--- Material provided ---

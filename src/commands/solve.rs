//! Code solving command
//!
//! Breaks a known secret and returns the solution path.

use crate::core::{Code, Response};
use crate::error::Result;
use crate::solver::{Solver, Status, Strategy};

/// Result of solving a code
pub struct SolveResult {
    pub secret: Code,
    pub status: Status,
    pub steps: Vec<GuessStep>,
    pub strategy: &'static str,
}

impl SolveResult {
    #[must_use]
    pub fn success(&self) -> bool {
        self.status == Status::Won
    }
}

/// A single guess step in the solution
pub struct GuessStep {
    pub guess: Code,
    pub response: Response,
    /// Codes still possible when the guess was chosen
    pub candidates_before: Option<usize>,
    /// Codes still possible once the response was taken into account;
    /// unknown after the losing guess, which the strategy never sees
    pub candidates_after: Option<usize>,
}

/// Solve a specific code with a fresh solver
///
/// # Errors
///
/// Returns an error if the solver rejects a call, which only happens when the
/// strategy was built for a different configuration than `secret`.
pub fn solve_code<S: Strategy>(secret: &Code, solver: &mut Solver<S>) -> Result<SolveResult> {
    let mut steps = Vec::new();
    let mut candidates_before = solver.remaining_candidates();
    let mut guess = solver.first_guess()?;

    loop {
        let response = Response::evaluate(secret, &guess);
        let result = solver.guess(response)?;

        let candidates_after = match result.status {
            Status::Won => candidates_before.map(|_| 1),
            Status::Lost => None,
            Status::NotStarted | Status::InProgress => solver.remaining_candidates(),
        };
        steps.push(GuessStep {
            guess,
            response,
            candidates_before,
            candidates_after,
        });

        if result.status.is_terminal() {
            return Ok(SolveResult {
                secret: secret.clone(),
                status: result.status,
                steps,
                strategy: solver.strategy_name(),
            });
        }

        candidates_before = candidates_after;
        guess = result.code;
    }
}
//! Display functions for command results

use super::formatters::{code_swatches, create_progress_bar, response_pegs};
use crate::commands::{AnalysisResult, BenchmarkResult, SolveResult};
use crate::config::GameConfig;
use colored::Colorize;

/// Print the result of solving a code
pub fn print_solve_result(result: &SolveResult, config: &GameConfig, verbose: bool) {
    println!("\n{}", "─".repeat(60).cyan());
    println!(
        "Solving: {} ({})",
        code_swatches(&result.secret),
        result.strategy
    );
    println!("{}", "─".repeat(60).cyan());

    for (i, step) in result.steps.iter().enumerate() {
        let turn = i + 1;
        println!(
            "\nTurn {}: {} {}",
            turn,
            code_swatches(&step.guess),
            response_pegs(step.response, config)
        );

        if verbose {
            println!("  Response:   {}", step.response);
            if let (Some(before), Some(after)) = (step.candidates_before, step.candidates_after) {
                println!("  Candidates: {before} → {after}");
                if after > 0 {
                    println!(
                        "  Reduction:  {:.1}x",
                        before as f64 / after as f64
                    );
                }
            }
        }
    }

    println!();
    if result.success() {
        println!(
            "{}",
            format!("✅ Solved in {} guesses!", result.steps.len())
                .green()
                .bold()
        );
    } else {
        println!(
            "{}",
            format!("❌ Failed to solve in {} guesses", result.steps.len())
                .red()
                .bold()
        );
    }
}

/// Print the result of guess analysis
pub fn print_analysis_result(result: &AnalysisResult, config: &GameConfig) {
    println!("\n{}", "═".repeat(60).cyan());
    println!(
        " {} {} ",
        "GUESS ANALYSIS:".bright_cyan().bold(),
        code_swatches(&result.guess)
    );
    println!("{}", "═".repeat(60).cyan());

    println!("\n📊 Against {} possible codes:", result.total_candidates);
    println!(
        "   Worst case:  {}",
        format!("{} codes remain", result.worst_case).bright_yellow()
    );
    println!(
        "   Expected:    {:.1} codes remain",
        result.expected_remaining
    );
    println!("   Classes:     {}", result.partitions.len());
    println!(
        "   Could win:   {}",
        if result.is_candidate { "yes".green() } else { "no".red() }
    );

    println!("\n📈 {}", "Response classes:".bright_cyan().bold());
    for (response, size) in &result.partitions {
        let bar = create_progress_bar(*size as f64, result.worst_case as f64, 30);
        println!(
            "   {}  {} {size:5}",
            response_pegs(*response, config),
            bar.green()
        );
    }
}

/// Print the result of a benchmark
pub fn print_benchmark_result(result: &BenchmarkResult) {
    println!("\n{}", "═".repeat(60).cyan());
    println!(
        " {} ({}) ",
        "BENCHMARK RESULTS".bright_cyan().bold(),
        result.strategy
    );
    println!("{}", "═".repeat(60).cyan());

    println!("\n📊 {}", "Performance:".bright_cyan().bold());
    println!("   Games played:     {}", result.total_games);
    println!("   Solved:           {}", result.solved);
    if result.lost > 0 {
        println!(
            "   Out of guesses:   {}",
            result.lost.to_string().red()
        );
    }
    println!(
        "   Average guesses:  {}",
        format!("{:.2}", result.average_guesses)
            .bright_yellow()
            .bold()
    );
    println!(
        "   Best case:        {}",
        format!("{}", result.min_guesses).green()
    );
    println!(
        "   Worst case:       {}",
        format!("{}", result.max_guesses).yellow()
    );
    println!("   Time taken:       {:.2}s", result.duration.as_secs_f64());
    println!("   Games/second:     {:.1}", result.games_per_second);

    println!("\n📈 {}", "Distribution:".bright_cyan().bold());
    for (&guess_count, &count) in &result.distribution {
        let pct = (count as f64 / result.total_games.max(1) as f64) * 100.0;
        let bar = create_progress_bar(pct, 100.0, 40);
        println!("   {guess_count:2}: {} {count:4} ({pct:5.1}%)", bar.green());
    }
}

---

• _What is being asked_
Would you write out the full set of records above without alteration?

• _Written solution_
filename src/commands/solve.rs
//! Code solving command
//!
//! Breaks a known secret and returns the solution path.

use crate::core::{Code, Response};
use crate::error::Result;
use crate::solver::{Solver, Status, Strategy};

/// Result of solving a code
pub struct SolveResult {
    pub secret: Code,
    pub status: Status,
    pub steps: Vec<GuessStep>,
    pub strategy: &'static str,
}

impl SolveResult {
    #[must_use]
    pub fn success(&self) -> bool {
        self.status == Status::Won
    }
}

/// A single guess step in the solution
pub struct GuessStep {
    pub guess: Code,
    pub response: Response,
    /// Codes still possible when the guess was chosen
    pub candidates_before: Option<usize>,
    /// Codes still possible once the response was taken into account;
    /// unknown after the losing guess, which the strategy never sees
    pub candidates_after: Option<usize>,
}

/// Solve a specific code with a fresh solver
///
/// # Errors
///
/// Returns an error if the solver rejects a call, which only happens when the
/// strategy was built for a different configuration than `secret`.
pub fn solve_code<S: Strategy>(secret: &Code, solver: &mut Solver<S>) -> Result<SolveResult> {
    let mut steps = Vec::new();
    let mut candidates_before = solver.remaining_candidates();
    let mut guess = solver.first_guess()?;

    loop {
        let response = Response::evaluate(secret, &guess);
        let result = solver.guess(response)?;

        let candidates_after = match result.status {
            Status::Won => candidates_before.map(|_| 1),
            Status::Lost => None,
            Status::NotStarted | Status::InProgress => solver.remaining_candidates(),
        };
        steps.push(GuessStep {
            guess,
            response,
            candidates_before,
            candidates_after,
        });

        if result.status.is_terminal() {
            return Ok(SolveResult {
                secret: secret.clone(),
                status: result.status,
                steps,
                strategy: solver.strategy_name(),
            });
        }

        candidates_before = candidates_after;
        guess = result.code;
    }
}
//! Display functions for command results

use super::formatters::{code_swatches, create_progress_bar, response_pegs};
use crate::commands::{AnalysisResult, BenchmarkResult, SolveResult};
use crate::config::GameConfig;
use colored::Colorize;

/// Print the result of solving a code
pub fn print_solve_result(result: &SolveResult, config: &GameConfig, verbose: bool) {
    println!("\n{}", "─".repeat(60).cyan());
    println!(
        "Solving: {} ({})",
        code_swatches(&result.secret),
        result.strategy
    );
    println!("{}", "─".repeat(60).cyan());

    for (i, step) in result.steps.iter().enumerate() {
        let turn = i + 1;
        println!(
            "\nTurn {}: {} {}",
            turn,
            code_swatches(&step.guess),
            response_pegs(step.response, config)
        );

        if verbose {
            println!("  Response:   {}", step.response);
            if let (Some(before), Some(after)) = (step.candidates_before, step.candidates_after) {
                println!("  Candidates: {before} → {after}");
                if after > 0 {
                    println!(
                        "  Reduction:  {:.1}x",
                        before as f64 / after as f64
                    );
                }
            }
        }
    }

    println!();
    if result.success() {
        println!(
            "{}",
            format!("✅ Solved in {} guesses!", result.steps.len())
                .green()
                .bold()
        );
    } else {
        println!(
            "{}",
            format!("❌ Failed to solve in {} guesses", result.steps.len())
                .red()
                .bold()
        );
    }
}

/// Print the result of guess analysis
pub fn print_analysis_result(result: &AnalysisResult, config: &GameConfig) {
    println!("\n{}", "═".repeat(60).cyan());
    println!(
        " {} {} ",
        "GUESS ANALYSIS:".bright_cyan().bold(),
        code_swatches(&result.guess)
    );
    println!("{}", "═".repeat(60).cyan());

    println!("\n📊 Against {} possible codes:", result.total_candidates);
    println!(
        "   Worst case:  {}",
        format!("{} codes remain", result.worst_case).bright_yellow()
    );
    println!(
        "   Expected:    {:.1} codes remain",
        result.expected_remaining
    );
    println!("   Classes:     {}", result.partitions.len());
    println!(
        "   Could win:   {}",
        if result.is_candidate { "yes".green() } else { "no".red() }
    );

    println!("\n📈 {}", "Response classes:".bright_cyan().bold());
    for (response, size) in &result.partitions {
        let bar = create_progress_bar(*size as f64, result.worst_case as f64, 30);
        println!(
            "   {}  {} {size:5}",
            response_pegs(*response, config),
            bar.green()
        );
    }
}

/// Print the result of a benchmark
pub fn print_benchmark_result(result: &BenchmarkResult) {
    println!("\n{}", "═".repeat(60).cyan());
    println!(
        " {} ({}) ",
        "BENCHMARK RESULTS".bright_cyan().bold(),
        result.strategy
    );
    println!("{}", "═".repeat(60).cyan());

    println!("\n📊 {}", "Performance:".bright_cyan().bold());
    println!("   Games played:     {}", result.total_games);
    println!("   Solved:           {}", result.solved);
    if result.lost > 0 {
        println!(
            "   Out of guesses:   {}",
            result.lost.to_string().red()
        );
    }
    println!(
        "   Average guesses:  {}",
        format!("{:.2}", result.average_guesses)
            .bright_yellow()
            .bold()
    );
    println!(
        "   Best case:        {}",
        format!("{}", result.min_guesses).green()
    );
    println!(
        "   Worst case:       {}",
        format!("{}", result.max_guesses).yellow()
    );
    println!("   Time taken:       {:.2}s", result.duration.as_secs_f64());
    println!("   Games/second:     {:.1}", result.games_per_second);

    println!("\n📈 {}", "Distribution:".bright_cyan().bold());
    for (&guess_count, &count) in &result.distribution {
        let pct = (count as f64 / result.total_games.max(1) as f64) * 100.0;
        let bar = create_progress_bar(pct, 100.0, 40);
        println!("   {guess_count:2}: {} {count:4} ({pct:5.1}%)", bar.green());
    }
}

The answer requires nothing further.